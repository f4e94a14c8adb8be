//! Errores de la API y su traducción a respuestas HTTP.

use actix_web::http::StatusCode;
use actix_web::{HttpResponse, ResponseError};
use serde::Serialize;
use serde_json::json;
use std::sync::OnceLock;

/// Si es `true`, los errores internos incluyen el detalle en la respuesta.
static MODO_DESARROLLO: OnceLock<bool> = OnceLock::new();

/// Fija el modo de exposición de errores. Sólo la primera llamada tiene efecto.
pub fn set_modo_desarrollo(activo: bool) {
    let _ = MODO_DESARROLLO.set(activo);
}

fn modo_desarrollo() -> bool {
    MODO_DESARROLLO.get().copied().unwrap_or(false)
}

/// Un problema concreto de validación (campo + mensaje).
#[derive(Debug, Clone, PartialEq, Serialize)]
pub struct Issue {
    pub path: String,
    pub message: String,
}

impl Issue {
    pub fn new(path: impl Into<String>, message: impl Into<String>) -> Self {
        Issue { path: path.into(), message: message.into() }
    }
}

#[derive(Debug, thiserror::Error)]
pub enum ApiError {
    #[error("validation failed")]
    Validation(Vec<Issue>),

    #[error("{0}")]
    BadRequest(String),

    #[error("{0}")]
    Unauthorized(String),

    #[error("{0}")]
    Forbidden(String),

    #[error("{0}")]
    NotFound(String),

    #[error("{0}")]
    Conflict(String),

    #[error("internal error: {0}")]
    Internal(String),
}

pub type ApiResult<T> = Result<T, ApiError>;

impl ApiError {
    pub fn not_found(entidad: &str, id: i64) -> Self {
        ApiError::NotFound(format!("{} {} not found", entidad, id))
    }

    pub fn campo(path: &str, message: &str) -> Self {
        ApiError::Validation(vec![Issue::new(path, message)])
    }
}

impl From<rusqlite::Error> for ApiError {
    fn from(e: rusqlite::Error) -> Self {
        match &e {
            rusqlite::Error::SqliteFailure(err, msg)
                if err.code == rusqlite::ErrorCode::ConstraintViolation =>
            {
                let detalle = msg.clone().unwrap_or_else(|| "constraint violation".to_string());
                if detalle.contains("UNIQUE") {
                    ApiError::Conflict(format!("duplicate value: {}", detalle))
                } else {
                    ApiError::Conflict(format!("record is referenced by other data: {}", detalle))
                }
            }
            rusqlite::Error::QueryReturnedNoRows => ApiError::NotFound("record not found".to_string()),
            _ => ApiError::Internal(e.to_string()),
        }
    }
}

impl From<serde_json::Error> for ApiError {
    fn from(e: serde_json::Error) -> Self {
        ApiError::Internal(format!("json: {}", e))
    }
}

impl ResponseError for ApiError {
    fn status_code(&self) -> StatusCode {
        match self {
            ApiError::Validation(_) | ApiError::BadRequest(_) => StatusCode::BAD_REQUEST,
            ApiError::Unauthorized(_) => StatusCode::UNAUTHORIZED,
            ApiError::Forbidden(_) => StatusCode::FORBIDDEN,
            ApiError::NotFound(_) => StatusCode::NOT_FOUND,
            ApiError::Conflict(_) => StatusCode::CONFLICT,
            ApiError::Internal(_) => StatusCode::INTERNAL_SERVER_ERROR,
        }
    }

    fn error_response(&self) -> HttpResponse {
        let body = match self {
            ApiError::Validation(issues) => json!({"error": "validation failed", "issues": issues}),
            ApiError::Internal(detalle) => {
                tracing::error!(error = %detalle, "internal error");
                if modo_desarrollo() {
                    json!({"error": "internal server error", "detail": detalle})
                } else {
                    json!({"error": "internal server error"})
                }
            }
            other => json!({"error": other.to_string()}),
        };
        HttpResponse::build(self.status_code()).json(body)
    }
}

/// Acumula problemas de validación y los convierte en `ApiError::Validation`.
#[derive(Debug, Default)]
pub struct Issues(Vec<Issue>);

impl Issues {
    pub fn new() -> Self {
        Issues(Vec::new())
    }

    pub fn push(&mut self, path: impl Into<String>, message: impl Into<String>) {
        self.0.push(Issue::new(path, message));
    }

    pub fn requerido(&mut self, path: &str, valor: &str) {
        if valor.trim().is_empty() {
            self.push(path, "is required");
        }
    }

    pub fn is_empty(&self) -> bool {
        self.0.is_empty()
    }

    pub fn finish(self) -> ApiResult<()> {
        if self.0.is_empty() { Ok(()) } else { Err(ApiError::Validation(self.0)) }
    }
}

#[cfg(test)]
mod tests {
    use super::*;

    #[test]
    fn test_status_codes() {
        assert_eq!(ApiError::Validation(vec![]).status_code(), StatusCode::BAD_REQUEST);
        assert_eq!(ApiError::Unauthorized("x".into()).status_code(), StatusCode::UNAUTHORIZED);
        assert_eq!(ApiError::Forbidden("x".into()).status_code(), StatusCode::FORBIDDEN);
        assert_eq!(ApiError::Conflict("x".into()).status_code(), StatusCode::CONFLICT);
        assert_eq!(ApiError::Internal("x".into()).status_code(), StatusCode::INTERNAL_SERVER_ERROR);
    }

    #[test]
    fn test_issues_finish() {
        let mut issues = Issues::new();
        assert!(issues.is_empty());
        issues.requerido("cedula", "   ");
        issues.requerido("nombres", "Ana");
        match issues.finish() {
            Err(ApiError::Validation(v)) => {
                assert_eq!(v.len(), 1);
                assert_eq!(v[0].path, "cedula");
            }
            other => panic!("se esperaba Validation, obtenido {:?}", other),
        }
    }

    #[test]
    fn test_constraint_violation_maps_to_conflict() {
        let conn = rusqlite::Connection::open_in_memory().unwrap();
        conn.execute("CREATE TABLE t (x TEXT UNIQUE)", []).unwrap();
        conn.execute("INSERT INTO t (x) VALUES ('a')", []).unwrap();
        let err = conn.execute("INSERT INTO t (x) VALUES ('a')", []).unwrap_err();
        assert!(matches!(ApiError::from(err), ApiError::Conflict(_)));
    }
}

• _What is required_: Copy every entry exactly as it is given.

• _Solution to the exercise_:
repository f4e94a14c8adb8be
//! Errores de la API y su traducción a respuestas HTTP.

use actix_web::http::StatusCode;
use actix_web::{HttpResponse, ResponseError};
use serde::Serialize;
use serde_json::json;
use std::sync::OnceLock;

/// Si es `true`, los errores internos incluyen el detalle en la respuesta.
static MODO_DESARROLLO: OnceLock<bool> = OnceLock::new();

/// Fija el modo de exposición de errores. Sólo la primera llamada tiene efecto.
pub fn set_modo_desarrollo(activo: bool) {
    let _ = MODO_DESARROLLO.set(activo);
}

fn modo_desarrollo() -> bool {
    MODO_DESARROLLO.get().copied().unwrap_or(false)
}

/// Un problema concreto de validación (campo + mensaje).
#[derive(Debug, Clone, PartialEq, Serialize)]
pub struct Issue {
    pub path: String,
    pub message: String,
}

impl Issue {
    pub fn new(path: impl Into<String>, message: impl Into<String>) -> Self {
        Issue { path: path.into(), message: message.into() }
    }
}

#[derive(Debug, thiserror::Error)]
pub enum ApiError {
    #[error("validation failed")]
    Validation(Vec<Issue>),

    #[error("{0}")]
    BadRequest(String),

    #[error("{0}")]
    Unauthorized(String),

    #[error("{0}")]
    Forbidden(String),

    #[error("{0}")]
    NotFound(String),

    #[error("{0}")]
    Conflict(String),

    #[error("internal error: {0}")]
    Internal(String),
}

pub type ApiResult<T> = Result<T, ApiError>;

impl ApiError {
    pub fn not_found(entidad: &str, id: i64) -> Self {
        ApiError::NotFound(format!("{} {} not found", entidad, id))
    }

    pub fn campo(path: &str, message: &str) -> Self {
        ApiError::Validation(vec![Issue::new(path, message)])
    }
}

impl From<rusqlite::Error> for ApiError {
    fn from(e: rusqlite::Error) -> Self {
        match &e {
            rusqlite::Error::SqliteFailure(err, msg)
                if err.code == rusqlite::ErrorCode::ConstraintViolation =>
            {
                let detalle = msg.clone().unwrap_or_else(|| "constraint violation".to_string());
                if detalle.contains("UNIQUE") {
                    ApiError::Conflict(format!("duplicate value: {}", detalle))
                } else {
                    ApiError::Conflict(format!("record is referenced by other data: {}", detalle))
                }
            }
            rusqlite::Error::QueryReturnedNoRows => ApiError::NotFound("record not found".to_string()),
            _ => ApiError::Internal(e.to_string()),
        }
    }
}

impl From<serde_json::Error> for ApiError {
    fn from(e: serde_json::Error) -> Self {
        ApiError::Internal(format!("json: {}", e))
    }
}

impl ResponseError for ApiError {
    fn status_code(&self) -> StatusCode {
        match self {
            ApiError::Validation(_) | ApiError::BadRequest(_) => StatusCode::BAD_REQUEST,
            ApiError::Unauthorized(_) => StatusCode::UNAUTHORIZED,
            ApiError::Forbidden(_) => StatusCode::FORBIDDEN,
            ApiError::NotFound(_) => StatusCode::NOT_FOUND,
            ApiError::Conflict(_) => StatusCode::CONFLICT,
            ApiError::Internal(_) => StatusCode::INTERNAL_SERVER_ERROR,
        }
    }

    fn error_response(&self) -> HttpResponse {
        let body = match self {
            ApiError::Validation(issues) => json!({"error": "validation failed", "issues": issues}),
            ApiError::Internal(detalle) => {
                tracing::error!(error = %detalle, "internal error");
                if modo_desarrollo() {
                    json!({"error": "internal server error", "detail": detalle})
                } else {
                    json!({"error": "internal server error"})
                }
            }
            other => json!({"error": other.to_string()}),
        };
        HttpResponse::build(self.status_code()).json(body)
    }
}

/// Acumula problemas de validación y los convierte en `ApiError::Validation`.
#[derive(Debug, Default)]
pub struct Issues(Vec<Issue>);

impl Issues {
    pub fn new() -> Self {
        Issues(Vec::new())
    }

    pub fn push(&mut self, path: impl Into<String>, message: impl Into<String>) {
        self.0.push(Issue::new(path, message));
    }

    pub fn requerido(&mut self, path: &str, valor: &str) {
        if valor.trim().is_empty() {
            self.push(path, "is required");
        }
    }

    pub fn is_empty(&self) -> bool {
        self.0.is_empty()
    }

    pub fn finish(self) -> ApiResult<()> {
        if self.0.is_empty() { Ok(()) } else { Err(ApiError::Validation(self.0)) }
    }
}

#[cfg(test)]
mod tests {
    use super::*;

    #[test]
    fn test_status_codes() {
        assert_eq!(ApiError::Validation(vec![]).status_code(), StatusCode::BAD_REQUEST);
        assert_eq!(ApiError::Unauthorized("x".into()).status_code(), StatusCode::UNAUTHORIZED);
        assert_eq!(ApiError::Forbidden("x".into()).status_code(), StatusCode::FORBIDDEN);
        assert_eq!(ApiError::Conflict("x".into()).status_code(), StatusCode::CONFLICT);
        assert_eq!(ApiError::Internal("x".into()).status_code(), StatusCode::INTERNAL_SERVER_ERROR);
    }

    #[test]
    fn test_issues_finish() {
        let mut issues = Issues::new();
        assert!(issues.is_empty());
        issues.requerido("cedula", "   ");
        issues.requerido("nombres", "Ana");
        match issues.finish() {
            Err(ApiError::Validation(v)) => {
                assert_eq!(v.len(), 1);
                assert_eq!(v[0].path, "cedula");
            }
            other => panic!("se esperaba Validation, obtenido {:?}", other),
        }
    }

    #[test]
    fn test_constraint_violation_maps_to_conflict() {
        let conn = rusqlite::Connection::open_in_memory().unwrap();
        conn.execute("CREATE TABLE t (x TEXT UNIQUE)", []).unwrap();
        conn.execute("INSERT INTO t (x) VALUES ('a')", []).unwrap();
        let err = conn.execute("INSERT INTO t (x) VALUES ('a')", []).unwrap_err();
        assert!(matches!(ApiError::from(err), ApiError::Conflict(_)));
    }
}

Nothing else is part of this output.